___ DATA EXCERPTS ___

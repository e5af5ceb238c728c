use glam::UVec2;

use crate::anim::frames::{FRAMES_PER_DIRECTION, FRAME_COUNT};

/// Pixel rectangle inside the sprite sheet.
#[derive(Debug, Clone, Copy, PartialEq, Eq)]
pub struct FrameRect {
    pub x: u32,
    pub y: u32,
    pub w: u32,
    pub h: u32,
}

/// Geometry of a 4x4 walk-cycle sheet.
///
/// Rows are directions (Down, Left, Right, Up from the top), columns are
/// the four steps of each cycle, so frame `i` sits at row `i / 4`,
/// column `i % 4`. Only slicing math lives here; decoding the image is
/// the caller's job.
#[derive(Debug, Clone, Copy, PartialEq, Eq)]
pub struct SpriteSheet {
    frame: UVec2,
}

impl SpriteSheet {
    pub fn new(width: u32, height: u32) -> Self {
        let grid = FRAMES_PER_DIRECTION as u32;
        Self {
            frame: UVec2::new(width / grid, height / grid),
        }
    }

    /// Source rect of frame `index`, measured from the sheet's top-left.
    pub fn frame_rect(&self, index: usize) -> Option<FrameRect> {
        if index >= FRAME_COUNT {
            return None;
        }
        let row = (index / FRAMES_PER_DIRECTION) as u32;
        let col = (index % FRAMES_PER_DIRECTION) as u32;
        Some(FrameRect {
            x: col * self.frame.x,
            y: row * self.frame.y,
            w: self.frame.x,
            h: self.frame.y,
        })
    }

    /// All 16 frames in index order.
    pub fn frames(&self) -> Vec<FrameRect> {
        (0..FRAME_COUNT).filter_map(|i| self.frame_rect(i)).collect()
    }

    /// Destination size when a frame is drawn into a square of `edge` pixels.
    pub fn scale_to(&self, edge: u32) -> UVec2 {
        if self.frame.x == 0 || self.frame.y == 0 {
            return UVec2::splat(edge);
        }
        let scale = edge as f32 / self.frame.x.max(self.frame.y) as f32;
        UVec2::new(
            (self.frame.x as f32 * scale).round() as u32,
            (self.frame.y as f32 * scale).round() as u32,
        )
    }
}
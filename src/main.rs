mod anim;
mod app;
mod config;
mod follower;
mod motion;
mod platform;
mod sink;
mod sprite;
mod timer;
mod tray;
mod view;

fn main() {
    env_logger::init();
    log::info!("Sprite Follower starting up");

    if let Err(e) = app::run() {
        log::error!("Fatal error: {e}");
        std::process::exit(1);
    }
}
use std::cell::RefCell;
use std::rc::Rc;

use instant::Instant;
use thiserror::Error;
use winit::application::ApplicationHandler;
use winit::error::EventLoopError;
use winit::event::WindowEvent;
use winit::event_loop::{ActiveEventLoop, ControlFlow, EventLoop};
use winit::window::WindowId;

use crate::config::FollowerConfig;
use crate::follower::Follower;
use crate::platform::SystemPointer;
use crate::sink::LogSink;
use crate::sprite::SpriteSheet;
use crate::tray::{TrayCommand, TrayIcon, TraySink};
use crate::view::EnlargedView;

#[derive(Error, Debug)]
pub enum AppError {
    #[error("Event loop failed: {0}")]
    EventLoop(#[from] EventLoopError),
}

/// Top-level application state.
struct App {
    config: FollowerConfig,
    follower: Follower,
    pointer: SystemPointer,

    // Display sinks the app also talks to directly
    tray: Option<Rc<RefCell<TrayIcon>>>,
    view: Rc<RefCell<EnlargedView>>,

    /// Origin of the follower's timer clock.
    started: Instant,
}

impl App {
    fn new(config: FollowerConfig) -> Self {
        let sheet = SpriteSheet::new(config.sheet_width, config.sheet_height);
        let view = EnlargedView::new(sheet, config.enlarged_size, config.enlarged_window_size);
        Self {
            follower: Follower::new(&config),
            pointer: SystemPointer,
            tray: None,
            view: Rc::new(RefCell::new(view)),
            started: Instant::now(),
            config,
        }
    }

    fn handle_tray(&mut self, event_loop: &ActiveEventLoop) {
        let Some(tray) = &self.tray else {
            return;
        };
        let command = tray.borrow_mut().poll();
        match command {
            TrayCommand::None => {}
            TrayCommand::ToggleEnlargedView => {
                if let Err(e) = self.view.borrow_mut().toggle(event_loop) {
                    log::error!("Could not open enlarged view: {e}");
                }
            }
            TrayCommand::Quit => {
                log::info!("Quit requested from tray");
                event_loop.exit();
            }
        }
    }
}

impl ApplicationHandler for App {
    fn resumed(&mut self, _event_loop: &ActiveEventLoop) {
        if self.tray.is_some() {
            return;
        }

        let tray = Rc::new(RefCell::new(TrayIcon::new()));
        let sheet = SpriteSheet::new(self.config.sheet_width, self.config.sheet_height);

        self.follower.attach_sink(Box::new(LogSink));
        self.follower.attach_sink(Box::new(TraySink::new(
            tray.clone(),
            sheet,
            self.config.icon_size,
        )));
        self.follower.attach_sink(Box::new(self.view.clone()));
        self.tray = Some(tray);

        // Timer clock starts now, not at construction.
        self.started = Instant::now();
        self.follower.start(&mut self.pointer);
    }

    fn about_to_wait(&mut self, event_loop: &ActiveEventLoop) {
        let now = self.started.elapsed();
        self.follower.pump(now, &mut self.pointer);

        self.handle_tray(event_loop);

        match self.follower.next_deadline() {
            Some(deadline) => {
                event_loop.set_control_flow(ControlFlow::WaitUntil(self.started + deadline))
            }
            None => event_loop.set_control_flow(ControlFlow::Wait),
        }
    }

    fn window_event(
        &mut self,
        _event_loop: &ActiveEventLoop,
        window_id: WindowId,
        event: WindowEvent,
    ) {
        if let WindowEvent::CloseRequested = event {
            let mut view = self.view.borrow_mut();
            if view.window_id() == Some(window_id) {
                view.close();
            }
        }
    }

    fn exiting(&mut self, _event_loop: &ActiveEventLoop) {
        self.follower.stop();
        self.view.borrow_mut().close();
        if let Some(tray) = self.tray.take() {
            tray.borrow_mut().remove();
        }
        log::info!("Sprite Follower shut down");
    }
}

/// Entry point: load config, create the event loop and run.
pub fn run() -> Result<(), AppError> {
    let config = FollowerConfig::load();
    let event_loop = EventLoop::new()?;
    event_loop.set_control_flow(ControlFlow::Wait);
    let mut app = App::new(config);
    event_loop.run_app(&mut app)?;
    Ok(())
}
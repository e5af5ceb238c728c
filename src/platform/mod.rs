#[cfg(windows)]
pub mod win32;

use glam::Vec2;

use crate::motion::PointerSource;

/// Global cursor position from the OS, y-up.
pub struct SystemPointer;

impl PointerSource for SystemPointer {
    #[cfg(windows)]
    fn read_position(&mut self) -> Option<Vec2> {
        win32::get_mouse_pos()
    }

    #[cfg(not(windows))]
    fn read_position(&mut self) -> Option<Vec2> {
        // No global cursor query here; the sprite just rests.
        None
    }
}
use std::sync::Arc;

use serde::{Deserialize, Serialize};
use uuid::Uuid;

use crate::error::DomainError;
use crate::repository::{FlightRepository, OrderRepository};
use crate::seating;

/// One desired ticket inside an order request.
#[derive(Debug, Clone, Serialize, Deserialize)]
pub struct TicketRequest {
    pub flight_id: Uuid,
    pub row: i32,
    pub seat: i32,
}

/// Multi-ticket booking: all tickets in an order are booked atomically or not
/// at all. Seat-geometry validation runs here, before persistence. The
/// duplicate-seat check is NOT done here: the storage layer's uniqueness
/// constraint is the only authority, which closes the check-then-act race
/// between concurrent bookings for the same seat.
#[derive(Clone)]
pub struct BookingService {
    flights: Arc<dyn FlightRepository>,
    orders: Arc<dyn OrderRepository>,
}

impl BookingService {
    pub fn new(flights: Arc<dyn FlightRepository>, orders: Arc<dyn OrderRepository>) -> Self {
        Self { flights, orders }
    }

    /// Book every ticket in `tickets` for `user_id`, or nothing.
    ///
    /// Fails with `EmptyOrder` for a zero-ticket request, `NotFound` for an
    /// unknown flight, `Validation` for a seat outside the airplane's
    /// geometry and `Conflict` when a seat is already taken. All failure
    /// paths leave storage unchanged.
    pub async fn place_order(
        &self,
        user_id: Uuid,
        tickets: &[TicketRequest],
    ) -> Result<Uuid, DomainError> {
        if tickets.is_empty() {
            return Err(DomainError::EmptyOrder);
        }

        for ticket in tickets {
            let geometry = self
                .flights
                .seat_geometry(ticket.flight_id)
                .await?
                .ok_or_else(|| {
                    DomainError::NotFound(format!("flight {} does not exist", ticket.flight_id))
                })?;
            seating::validate_seat(ticket.row, ticket.seat, &geometry)?;
        }

        let order_id = self.orders.create_order(user_id, tickets).await?;
        tracing::info!(%order_id, %user_id, tickets = tickets.len(), "order placed");
        Ok(order_id)
    }

    /// Seats not yet ticketed on a flight: capacity minus booked count,
    /// recomputed per call. Display-only; never gates booking.
    pub async fn tickets_available(&self, flight_id: Uuid) -> Result<i64, DomainError> {
        let geometry = self
            .flights
            .seat_geometry(flight_id)
            .await?
            .ok_or_else(|| DomainError::NotFound(format!("flight {flight_id} does not exist")))?;
        let booked = self.flights.booked_seats(flight_id).await?;
        Ok(seating::seats_remaining(&geometry, booked))
    }
}

#[cfg(test)]
mod tests {
    use super::*;
    use crate::seating::SeatGeometry;
    use async_trait::async_trait;
    use std::collections::{HashMap, HashSet};
    use std::sync::Mutex;

    struct FakeFlights {
        geometries: HashMap<Uuid, SeatGeometry>,
        seats: Arc<FakeSeats>,
    }

    #[async_trait]
    impl FlightRepository for FakeFlights {
        async fn seat_geometry(
            &self,
            flight_id: Uuid,
        ) -> Result<Option<SeatGeometry>, DomainError> {
            Ok(self.geometries.get(&flight_id).copied())
        }

        async fn booked_seats(&self, flight_id: Uuid) -> Result<i64, DomainError> {
            let taken = self.seats.taken.lock().unwrap();
            Ok(taken.iter().filter(|(f, _, _)| *f == flight_id).count() as i64)
        }
    }

    // Mimics the database: a unique set over (flight, row, seat) and
    // all-or-nothing inserts.
    #[derive(Default)]
    struct FakeSeats {
        taken: Mutex<HashSet<(Uuid, i32, i32)>>,
        orders: Mutex<Vec<Uuid>>,
    }

    #[async_trait]
    impl OrderRepository for FakeSeats {
        async fn create_order(
            &self,
            _user_id: Uuid,
            tickets: &[TicketRequest],
        ) -> Result<Uuid, DomainError> {
            let mut taken = self.taken.lock().unwrap();
            // Check-and-insert one ticket at a time, like the row-by-row
            // inserts against the unique constraint: a duplicate later in the
            // same order must also fail, and then everything rolls back.
            let mut inserted = Vec::new();
            for t in tickets {
                if !taken.insert((t.flight_id, t.row, t.seat)) {
                    for key in inserted {
                        taken.remove(&key);
                    }
                    return Err(DomainError::Conflict(format!(
                        "seat {} in row {} is already taken on flight {}",
                        t.seat, t.row, t.flight_id
                    )));
                }
                inserted.push((t.flight_id, t.row, t.seat));
            }
            let order_id = Uuid::new_v4();
            self.orders.lock().unwrap().push(order_id);
            Ok(order_id)
        }
    }

    fn service_with_flight(rows: i32, seats_in_row: i32) -> (BookingService, Uuid, Arc<FakeSeats>) {
        let flight_id = Uuid::new_v4();
        let seats = Arc::new(FakeSeats::default());
        let flights = FakeFlights {
            geometries: HashMap::from([(flight_id, SeatGeometry { rows, seats_in_row })]),
            seats: seats.clone(),
        };
        let service = BookingService::new(Arc::new(flights), seats.clone());
        (service, flight_id, seats)
    }

    fn ticket(flight_id: Uuid, row: i32, seat: i32) -> TicketRequest {
        TicketRequest { flight_id, row, seat }
    }

    #[tokio::test]
    async fn books_a_multi_ticket_order() {
        let (service, flight, seats) = service_with_flight(10, 6);
        let user = Uuid::new_v4();

        let order_id = service
            .place_order(user, &[ticket(flight, 1, 1), ticket(flight, 1, 2)])
            .await
            .expect("order should be accepted");

        assert_eq!(seats.orders.lock().unwrap().as_slice(), &[order_id]);
        assert_eq!(seats.taken.lock().unwrap().len(), 2);
    }

    #[tokio::test]
    async fn rejects_empty_order_without_persisting_anything() {
        let (service, _flight, seats) = service_with_flight(10, 6);

        let err = service.place_order(Uuid::new_v4(), &[]).await.unwrap_err();

        assert!(matches!(err, DomainError::EmptyOrder));
        assert!(seats.orders.lock().unwrap().is_empty());
    }

    #[tokio::test]
    async fn rejects_out_of_range_seats_before_persistence() {
        let (service, flight, seats) = service_with_flight(10, 6);

        for (row, seat) in [(0, 1), (11, 1), (1, 0), (1, 7)] {
            let err = service
                .place_order(Uuid::new_v4(), &[ticket(flight, row, seat)])
                .await
                .unwrap_err();
            assert!(matches!(err, DomainError::Validation(_)), "({row},{seat}): {err:?}");
        }
        assert!(seats.orders.lock().unwrap().is_empty());
        assert!(seats.taken.lock().unwrap().is_empty());
    }

    #[tokio::test]
    async fn rejects_unknown_flight() {
        let (service, _flight, seats) = service_with_flight(10, 6);

        let err = service
            .place_order(Uuid::new_v4(), &[ticket(Uuid::new_v4(), 1, 1)])
            .await
            .unwrap_err();

        assert!(matches!(err, DomainError::NotFound(_)));
        assert!(seats.orders.lock().unwrap().is_empty());
    }

    #[tokio::test]
    async fn second_attempt_at_a_taken_seat_conflicts() {
        let (service, flight, _seats) = service_with_flight(10, 6);

        service
            .place_order(Uuid::new_v4(), &[ticket(flight, 3, 4)])
            .await
            .expect("first booking succeeds");

        let err = service
            .place_order(Uuid::new_v4(), &[ticket(flight, 3, 4)])
            .await
            .unwrap_err();
        assert!(matches!(err, DomainError::Conflict(_)));
    }

    #[tokio::test]
    async fn duplicate_in_third_ticket_rolls_back_the_whole_order() {
        let (service, flight, seats) = service_with_flight(10, 6);

        service
            .place_order(Uuid::new_v4(), &[ticket(flight, 5, 5)])
            .await
            .expect("seed booking succeeds");

        let err = service
            .place_order(
                Uuid::new_v4(),
                &[ticket(flight, 1, 1), ticket(flight, 1, 2), ticket(flight, 5, 5)],
            )
            .await
            .unwrap_err();

        assert!(matches!(err, DomainError::Conflict(_)));
        // Only the seed booking's seat exists; tickets 1 and 2 did not stick.
        assert_eq!(seats.taken.lock().unwrap().len(), 1);
        assert_eq!(seats.orders.lock().unwrap().len(), 1);
    }

    #[tokio::test]
    async fn same_seat_twice_in_one_order_conflicts() {
        // The second insert of the pair hits the uniqueness constraint even
        // though the seat was free when the order started; nothing persists.
        let (service, flight, seats) = service_with_flight(10, 6);

        let err = service
            .place_order(Uuid::new_v4(), &[ticket(flight, 2, 2), ticket(flight, 2, 2)])
            .await
            .unwrap_err();

        assert!(matches!(err, DomainError::Conflict(_)));
        assert!(seats.taken.lock().unwrap().is_empty());
        assert!(seats.orders.lock().unwrap().is_empty());
    }

    #[tokio::test]
    async fn availability_is_capacity_minus_booked() {
        let (service, flight, _seats) = service_with_flight(10, 10);

        assert_eq!(service.tickets_available(flight).await.unwrap(), 100);

        service
            .place_order(
                Uuid::new_v4(),
                &[ticket(flight, 1, 1), ticket(flight, 1, 2), ticket(flight, 1, 3)],
            )
            .await
            .unwrap();

        assert_eq!(service.tickets_available(flight).await.unwrap(), 97);
    }
}
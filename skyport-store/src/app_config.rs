use serde::Deserialize;
use std::env;

#[derive(Debug, Deserialize, Clone)]
pub struct Config {
    pub server: ServerConfig,
    pub database: DatabaseConfig,
    pub auth: AuthConfig,
    pub media: MediaConfig,
    pub pagination: PaginationConfig,
}

#[derive(Debug, Deserialize, Clone)]
pub struct ServerConfig {
    pub port: u16,
}

#[derive(Debug, Deserialize, Clone)]
pub struct DatabaseConfig {
    pub url: String,
}

#[derive(Debug, Deserialize, Clone)]
pub struct AuthConfig {
    pub jwt_secret: String,
    pub jwt_expiration_seconds: u64,
}

#[derive(Debug, Deserialize, Clone)]
pub struct MediaConfig {
    /// Directory airplane images are written to.
    pub root: String,
}

#[derive(Debug, Deserialize, Clone)]
pub struct PaginationConfig {
    #[serde(default = "default_order_page_size")]
    pub order_page_size: i64,
}

fn default_order_page_size() -> i64 {
    5
}

impl Config {
    pub fn load() -> Result<Self, config::ConfigError> {
        let run_mode = env::var("RUN_MODE").unwrap_or_else(|_| "development".into());

        let s = config::Config::builder()
            // Start off by merging in the "default" configuration file
            .add_source(config::File::with_name("config/default"))
            // Add in the current environment file (optional)
            .add_source(config::File::with_name(&format!("config/{}", run_mode)).required(false))
            // Add in a local configuration file, not checked in to git
            .add_source(config::File::with_name("config/local").required(false))
            // Add in settings from the environment (with a prefix of SKYPORT)
            // Eg. `SKYPORT__SERVER__PORT=9000` overrides `server.port`
            .add_source(config::Environment::with_prefix("SKYPORT").separator("__"))
            .build()?;

        s.try_deserialize()
    }
}
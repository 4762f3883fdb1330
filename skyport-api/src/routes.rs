use axum::{
    extract::{Path, Query, State},
    http::StatusCode,
    routing::get,
    Json, Router,
};
use serde::{Deserialize, Serialize};
use skyport_core::models::Route;
use skyport_store::route_repo::RouteRecord;
use uuid::Uuid;

use crate::error::AppError;
use crate::state::AppState;

#[derive(Debug, Deserialize)]
pub struct RouteQuery {
    /// Substring match against the source airport's closest city.
    pub source_city: Option<String>,
    /// Substring match against the destination airport's closest city.
    pub destination_city: Option<String>,
}

#[derive(Debug, Deserialize)]
pub struct RouteWrite {
    pub source_id: Uuid,
    pub destination_id: Uuid,
    pub distance: i32,
}

/// Write-side echo: endpoints stay airport identifiers.
#[derive(Debug, Serialize)]
pub struct RouteWriteResponse {
    pub id: Uuid,
    pub source_id: Uuid,
    pub destination_id: Uuid,
    pub distance: i32,
}

/// List/detail view: endpoints resolved to city names.
#[derive(Debug, Serialize)]
pub struct RouteResponse {
    pub id: Uuid,
    pub source: String,
    pub destination: String,
    pub distance: i32,
}

impl From<Route> for RouteWriteResponse {
    fn from(r: Route) -> Self {
        Self {
            id: r.id,
            source_id: r.source_id,
            destination_id: r.destination_id,
            distance: r.distance,
        }
    }
}

impl From<RouteRecord> for RouteResponse {
    fn from(r: RouteRecord) -> Self {
        Self { id: r.id, source: r.source, destination: r.destination, distance: r.distance }
    }
}

pub fn router() -> Router<AppState> {
    Router::new()
        .route("/routes", get(list_routes).post(create_route))
        .route("/routes/{id}", get(get_route).put(update_route).delete(delete_route))
}

/// GET /api/service/routes
async fn list_routes(
    State(state): State<AppState>,
    Query(query): Query<RouteQuery>,
) -> Result<Json<Vec<RouteResponse>>, AppError> {
    let routes = state
        .routes
        .list_routes(query.source_city.as_deref(), query.destination_city.as_deref())
        .await?;
    Ok(Json(routes.into_iter().map(Into::into).collect()))
}

/// GET /api/service/routes/{id}
async fn get_route(
    State(state): State<AppState>,
    Path(id): Path<Uuid>,
) -> Result<Json<RouteResponse>, AppError> {
    let route = state
        .routes
        .get_route(id)
        .await?
        .ok_or_else(|| AppError::NotFoundError(format!("route {id} does not exist")))?;
    Ok(Json(route.into()))
}

/// POST /api/service/routes
async fn create_route(
    State(state): State<AppState>,
    Json(req): Json<RouteWrite>,
) -> Result<(StatusCode, Json<RouteWriteResponse>), AppError> {
    let route = state
        .routes
        .create_route(req.source_id, req.destination_id, req.distance)
        .await?;
    Ok((StatusCode::CREATED, Json(route.into())))
}

/// PUT /api/service/routes/{id}
async fn update_route(
    State(state): State<AppState>,
    Path(id): Path<Uuid>,
    Json(req): Json<RouteWrite>,
) -> Result<Json<RouteWriteResponse>, AppError> {
    let route = state
        .routes
        .update_route(id, req.source_id, req.destination_id, req.distance)
        .await?
        .ok_or_else(|| AppError::NotFoundError(format!("route {id} does not exist")))?;
    Ok(Json(route.into()))
}

/// DELETE /api/service/routes/{id}
async fn delete_route(
    State(state): State<AppState>,
    Path(id): Path<Uuid>,
) -> Result<StatusCode, AppError> {
    if state.routes.delete_route(id).await? {
        Ok(StatusCode::NO_CONTENT)
    } else {
        Err(AppError::NotFoundError(format!("route {id} does not exist")))
    }
}

#[cfg(test)]
mod tests {
    use super::*;

    // A route whose endpoints are the same airport is accepted as written.
    // Tightening this would reject payloads existing clients send today.
    #[test]
    fn route_write_accepts_identical_source_and_destination() {
        let airport = Uuid::new_v4();
        let body = format!(
            r#"{{"source_id":"{airport}","destination_id":"{airport}","distance":120}}"#
        );
        let req: RouteWrite = serde_json::from_str(&body).unwrap();
        assert_eq!(req.source_id, req.destination_id);
    }
}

___

▶ [TASK DETAILS]
Copy each line of the data that contains the word "MediaConfig".

▶ [ANSWER TO THE EXERCISE]
    pub media: MediaConfig,
pub struct MediaConfig {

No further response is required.